Mais quels sont les faits ? Au premier jour, nous avons décidé deux sanctions contre la Russie à l'unanimité. Nous avons adopté ce paquet. Et l'économie russe en souffre, il ne faut pas croire les fake news, justement. Donc déjà, au premier jour, nous avons exprimé notre solidarité très claire vis-à-vis de l'Ukraine, dans un cadre très clair.
Nous ne voulons pas être impliqués dans ce conflit, parce que nous parlons aussi d'un pays d'une puissance nucléaire à nos portes, mais nous avons contribué à la résistance ukrainienne. Nous sommes l'investisseur le plus important. L'Ukraine résiste beaucoup mieux que ce que l'on attendait. Et quant à la capacité des Européens, on nous disait, voilà, il y a six mois, l'Ukraine va tout à fait s'effondrer pendant l'hiver. Eh bien, ils ont repris les territoires. Donc nous avons adopté des sanctions.

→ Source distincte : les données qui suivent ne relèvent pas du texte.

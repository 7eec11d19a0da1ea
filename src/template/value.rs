//! Dynamic values seen by templates.

use chrono::{DateTime, SecondsFormat, Utc};
use serde_json::Value as JsonValue;
use std::collections::BTreeMap;
use std::fmt;

/// Text rendered in place of a value that does not exist.
pub const MISSING_VALUE: &str = "<no value>";

/// A template value.
///
/// JSON payloads map onto this one-to-one, with two additions: `Missing`
/// marks a field lookup that found nothing, and `Time` carries timestamps
/// produced by the function library.
#[derive(Debug, Clone, PartialEq, Default)]
pub enum Value {
    #[default]
    Missing,
    Null,
    Bool(bool),
    Int(i64),
    Float(f64),
    String(String),
    List(Vec<Value>),
    Map(BTreeMap<String, Value>),
    Time(DateTime<Utc>),
}

impl Value {
    /// Convert a parsed JSON document.
    pub fn from_json(json: JsonValue) -> Self {
        match json {
            JsonValue::Null => Value::Null,
            JsonValue::Bool(b) => Value::Bool(b),
            JsonValue::Number(n) => match n.as_i64() {
                Some(i) => Value::Int(i),
                None => Value::Float(n.as_f64().unwrap_or(f64::NAN)),
            },
            JsonValue::String(s) => Value::String(s),
            JsonValue::Array(items) => Value::List(items.into_iter().map(Value::from_json).collect()),
            JsonValue::Object(map) => Value::Map(
                map.into_iter()
                    .map(|(k, v)| (k, Value::from_json(v)))
                    .collect(),
            ),
        }
    }

    /// Convert back into JSON. `Missing` becomes `null`, times become RFC 3339 strings.
    pub fn to_json(&self) -> JsonValue {
        match self {
            Value::Missing | Value::Null => JsonValue::Null,
            Value::Bool(b) => JsonValue::Bool(*b),
            Value::Int(i) => JsonValue::from(*i),
            Value::Float(f) => serde_json::Number::from_f64(*f)
                .map(JsonValue::Number)
                .unwrap_or(JsonValue::Null),
            Value::String(s) => JsonValue::String(s.clone()),
            Value::List(items) => JsonValue::Array(items.iter().map(Value::to_json).collect()),
            Value::Map(map) => JsonValue::Object(
                map.iter()
                    .map(|(k, v)| (k.clone(), v.to_json()))
                    .collect(),
            ),
            Value::Time(t) => JsonValue::String(t.to_rfc3339_opts(SecondsFormat::AutoSi, true)),
        }
    }

    /// Look up a key on a map value.
    pub fn get(&self, key: &str) -> Option<&Value> {
        match self {
            Value::Map(map) => map.get(key),
            _ => None,
        }
    }

    /// Whether the value is absent or null.
    pub fn is_nil(&self) -> bool {
        matches!(self, Value::Missing | Value::Null)
    }

    /// Truthiness as used by `if`, `with`, `and`, `or` and `not`.
    pub fn is_truthy(&self) -> bool {
        match self {
            Value::Missing | Value::Null => false,
            Value::Bool(b) => *b,
            Value::Int(i) => *i != 0,
            Value::Float(f) => *f != 0.0,
            Value::String(s) => !s.is_empty(),
            Value::List(items) => !items.is_empty(),
            Value::Map(map) => !map.is_empty(),
            Value::Time(_) => true,
        }
    }

    /// Name of the variant, for error messages.
    pub fn type_name(&self) -> &'static str {
        match self {
            Value::Missing => "missing",
            Value::Null => "null",
            Value::Bool(_) => "bool",
            Value::Int(_) => "int",
            Value::Float(_) => "float",
            Value::String(_) => "string",
            Value::List(_) => "list",
            Value::Map(_) => "map",
            Value::Time(_) => "time",
        }
    }
}

impl fmt::Display for Value {
    fn fmt(&self, f: &mut fmt::Formatter<'_>) -> fmt::Result {
        match self {
            Value::Missing | Value::Null => f.write_str(MISSING_VALUE),
            Value::Bool(b) => write!(f, "{}", b),
            Value::Int(i) => write!(f, "{}", i),
            Value::Float(x) => write!(f, "{}", x),
            Value::String(s) => f.write_str(s),
            Value::List(_) | Value::Map(_) => write!(f, "{}", self.to_json()),
            Value::Time(t) => f.write_str(&t.to_rfc3339_opts(SecondsFormat::AutoSi, true)),
        }
    }
}

impl From<&str> for Value {
    fn from(s: &str) -> Self {
        Value::String(s.to_string())
    }
}

impl From<String> for Value {
    fn from(s: String) -> Self {
        Value::String(s)
    }
}

impl From<i64> for Value {
    fn from(i: i64) -> Self {
        Value::Int(i)
    }
}

impl From<bool> for Value {
    fn from(b: bool) -> Self {
        Value::Bool(b)
    }
}

impl From<DateTime<Utc>> for Value {
    fn from(t: DateTime<Utc>) -> Self {
        Value::Time(t)
    }
}

impl From<BTreeMap<String, Value>> for Value {
    fn from(map: BTreeMap<String, Value>) -> Self {
        Value::Map(map)
    }
}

Nous sommes restés unis. Nous avons fourni beaucoup d'aide aux Ukrainiens sur les financements, les capacités dans d'autres domaines. Et pour la première fois, nous avons mis en place cette coalition des pays volontaires. Et ce n'est pas quelque chose qui va à l'encontre du soutien américain. Mais ce qu'il faut voir, c'est que cette coalition que nous avons lancée au mois de février de l'année dernière en tant que réaction à cet événement, cet incident à la Maison-Blanche avec le président Zelensky, ce que nous disons, c'est que nous voulons prendre nos décisions nous-mêmes. Ça, c'est quelque chose, d'ailleurs, que nous avons lancé avec le Royaume-Uni, mais nous avons également le Canada, l'Australie, la Nouvelle-Zélande, le Japon. Donc ce n'est pas uniquement l'Union européenne, il y a également la Norvège et le Royaume-Uni, et c'est une création qui est très puissante.

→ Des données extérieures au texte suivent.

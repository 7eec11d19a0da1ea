//! Header manipulation transformer.

use super::{compile, contains_template, strip_missing, TransformError};
use crate::context::TemplateContext;
use crate::environment::{header_snapshot, Environment, RequestInfo};
use crate::template::Template;
use http::{HeaderName, HeaderValue};
use std::collections::HashMap;
use tracing::{debug, warn};

/// Header manipulation transformer.
pub struct HeaderTransformer {
    /// Compiled templates keyed by target header
    templates: Vec<(HeaderName, Template)>,
}

impl HeaderTransformer {
    /// Create a new header transformer from configuration.
    ///
    /// Entries with an empty template, an invalid header name or a template
    /// that does not compile are logged and skipped.
    pub fn new(config: &HashMap<String, String>) -> Self {
        let mut templates = Vec::with_capacity(config.len());

        for (name, src) in config {
            if src.is_empty() {
                continue;
            }
            let header = match HeaderName::try_from(name.as_str()) {
                Ok(h) => h,
                Err(e) => {
                    warn!(header = %name, error = %e, "Skipping invalid header name");
                    continue;
                }
            };
            match compile(&format!("header_{}", name), src) {
                Ok(tmpl) => templates.push((header, tmpl)),
                Err(e) => warn!(header = %name, error = %e, "Skipping header template"),
            }
        }

        Self { templates }
    }

    /// Number of usable header templates.
    pub fn len(&self) -> usize {
        self.templates.len()
    }

    pub fn is_empty(&self) -> bool {
        self.templates.is_empty()
    }

    /// Render every header template against the original request and
    /// install the results.
    ///
    /// A header present before the transform is replaced; any other header
    /// is appended. Results that are empty after trimming are dropped.
    pub fn modify_headers<B>(&self, req: &mut http::Request<B>, ctx: &TemplateContext) {
        if self.templates.is_empty() {
            return;
        }

        let original = header_snapshot(req.headers());
        let info = RequestInfo::from_request(req);
        let data = Environment::for_request(&info, ctx).to_value();

        let mut rendered = Vec::with_capacity(self.templates.len());
        for (name, tmpl) in &self.templates {
            let value = match tmpl.execute(&data) {
                Ok(out) => strip_missing(&out).trim().to_string(),
                Err(e) => {
                    warn!(header = %name, error = %e, "Header template failed");
                    continue;
                }
            };
            if value.is_empty() {
                continue;
            }
            match HeaderValue::try_from(value) {
                Ok(v) => rendered.push((name.clone(), v)),
                Err(e) => warn!(header = %name, error = %e, "Rendered header value is invalid"),
            }
        }

        let headers = req.headers_mut();
        for (name, value) in rendered {
            match original.get(name.as_str()) {
                Some(was) => {
                    debug!(header = %name, value = ?value, was = %was, "Set header");
                    headers.insert(name, value);
                }
                None => {
                    debug!(header = %name, value = ?value, "Added header");
                    headers.append(name, value);
                }
            }
        }
    }

    /// Replace a header. `value` may be an inline template.
    pub fn set_header<B>(
        &self,
        req: &mut http::Request<B>,
        name: &str,
        value: &str,
        ctx: &TemplateContext,
    ) -> Result<(), TransformError> {
        let Some((name, value)) = resolve(req, name, value, ctx)? else {
            return Ok(());
        };
        debug!(header = %name, value = ?value, "Set header");
        req.headers_mut().insert(name, value);
        Ok(())
    }

    /// Append a header value without touching existing ones. `value` may be
    /// an inline template.
    pub fn add_header<B>(
        &self,
        req: &mut http::Request<B>,
        name: &str,
        value: &str,
        ctx: &TemplateContext,
    ) -> Result<(), TransformError> {
        let Some((name, value)) = resolve(req, name, value, ctx)? else {
            return Ok(());
        };
        debug!(header = %name, value = ?value, "Added header");
        req.headers_mut().append(name, value);
        Ok(())
    }

    /// Remove every value of a header.
    pub fn remove_header<B>(&self, req: &mut http::Request<B>, name: &str) {
        if req.headers_mut().remove(name).is_some() {
            debug!(header = %name, "Removed header");
        }
    }
}

/// Render an inline header value. `None` when there is nothing to write.
fn resolve<B>(
    req: &http::Request<B>,
    name: &str,
    value: &str,
    ctx: &TemplateContext,
) -> Result<Option<(HeaderName, HeaderValue)>, TransformError> {
    if value.is_empty() {
        return Ok(None);
    }
    let header =
        HeaderName::try_from(name).map_err(|_| TransformError::InvalidHeaderName(name.to_string()))?;

    let value = if contains_template(value) {
        let info = RequestInfo::from_request(req);
        let data = Environment::for_request(&info, ctx).to_value();
        let out = compile("dynamic", value)?.execute(&data)?;
        strip_missing(&out)
    } else {
        value.to_string()
    };
    if value.is_empty() {
        return Ok(None);
    }

    let value = HeaderValue::try_from(value)
        .map_err(|_| TransformError::InvalidHeaderValue(name.to_string()))?;
    Ok(Some((header, value)))
}
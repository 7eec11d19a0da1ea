//! Per-request template context.

use crate::funcs::random_alphanumeric;
use crate::template::Value;
use chrono::{DateTime, Utc};
use std::collections::BTreeMap;

/// Length of the generated `request_id`.
const REQUEST_ID_LEN: usize = 16;

/// Dynamic values exposed to templates as `.context.*`.
///
/// A fresh context is built at the start of every request and shared
/// read-only by all stages of that request. Nothing carries over between
/// requests.
#[derive(Debug, Clone, Default, PartialEq)]
pub struct TemplateContext {
    values: BTreeMap<String, Value>,
}

impl TemplateContext {
    /// Create a context stamped with the current time:
    ///
    /// - `unixtime` - epoch seconds
    /// - `unixnano` - epoch nanoseconds
    /// - `timestamp` - RFC 3339
    /// - `request_id` - random alphanumeric id
    pub fn new() -> Self {
        Self::at(Utc::now())
    }

    /// Create a context stamped with a given time.
    pub fn at(now: DateTime<Utc>) -> Self {
        Self::empty()
            .with("unixtime", now.timestamp())
            .with(
                "unixnano",
                now.timestamp_nanos_opt().unwrap_or(now.timestamp() * 1_000_000_000),
            )
            .with("timestamp", now.to_rfc3339())
            .with("request_id", random_alphanumeric(REQUEST_ID_LEN))
    }

    /// Create a context with no values.
    pub fn empty() -> Self {
        Self::default()
    }

    /// Add a value.
    pub fn with(mut self, key: impl Into<String>, value: impl Into<Value>) -> Self {
        self.values.insert(key.into(), value.into());
        self
    }

    /// Look up a context value.
    pub fn get(&self, key: &str) -> Option<&Value> {
        self.values.get(key)
    }

    /// The context as a template value.
    pub fn to_value(&self) -> Value {
        Value::Map(self.values.clone())
    }
}

#[cfg(test)]
mod tests {
    use super::*;
    use chrono::TimeZone;

    #[test]
    fn test_new_context_fields() {
        let now = Utc.with_ymd_and_hms(2024, 1, 2, 3, 4, 5).unwrap();
        let ctx = TemplateContext::at(now);

        assert_eq!(ctx.get("unixtime"), Some(&Value::Int(1_704_164_645)));
        assert_eq!(
            ctx.get("unixnano"),
            Some(&Value::Int(1_704_164_645_000_000_000))
        );
        assert_eq!(
            ctx.get("timestamp"),
            Some(&Value::from("2024-01-02T03:04:05+00:00"))
        );
        match ctx.get("request_id") {
            Some(Value::String(id)) => assert_eq!(id.len(), REQUEST_ID_LEN),
            other => panic!("unexpected request_id {:?}", other),
        }
    }

    #[test]
    fn test_contexts_are_independent() {
        let first = TemplateContext::new().with("tenant", "a");
        let second = TemplateContext::new();

        assert_ne!(first.get("request_id"), second.get("request_id"));
        assert!(second.get("tenant").is_none());
    }

    #[test]
    fn test_to_value() {
        let ctx = TemplateContext::empty().with("k", "v");
        assert_eq!(ctx.to_value().get("k"), Some(&Value::from("v")));
    }
}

En tant qu'Européens, nous mettons en place un cadre qui nous permet de mettre en place cette réaction. Alors, bien entendu, les relations avec les États-Unis sont très importantes, mais nous avons déjà pris un certain nombre de décisions, et ce que nous avons décidé au niveau français, par exemple, ne va pas à l'encontre de ce que veulent faire les États-Unis.
Journaliste
Alors, par exemple, Airbus, c'est un véritable succès. Pourquoi ne pouvons-nous pas, en Europe, travailler sur la prochaine génération d'Eurofighters ? Je sais que c'est quelque chose qui vous frustre beaucoup, mais quel est le problème ? Pourquoi il y a autant de retard, d'hésitation ?
[Intervention de M. Kyriákos MITSOTAKIS]
Emmanuel MACRON
Oui, nous devons dégager des résultats. Mais d'ailleurs, c'est quelque chose qui est tout à fait en cohérence par rapport à ce que nous disons depuis le début. Si l'on voit la concurrence mondiale, l'ordre mondial, eh bien, ce qu'il nous faut, c'est des normes communes et davantage de simplification. Tant qu'on a six ou sept ou huit fois plus de capacités, lorsque nous avons ces structures fragmentées, eh bien, nous ne pourrons pas être compétitifs vis-à-vis des États-Unis, donc il faut des fusions, il faut des approches différentes, mais nous devons aller au-delà des intérêts nationaux et des intérêts des entreprises, ça, c'est un intérêt stratégique global.
Pour moi, la défense et la sécurité, c'est un très bon exemple qui va permettre justement d'illustrer ce dont nous parlions tout à l'heure, avoir une autonomie stratégique. C'est quoi, cette autonomie stratégique ? C'est acheter européen, c’est produire européen.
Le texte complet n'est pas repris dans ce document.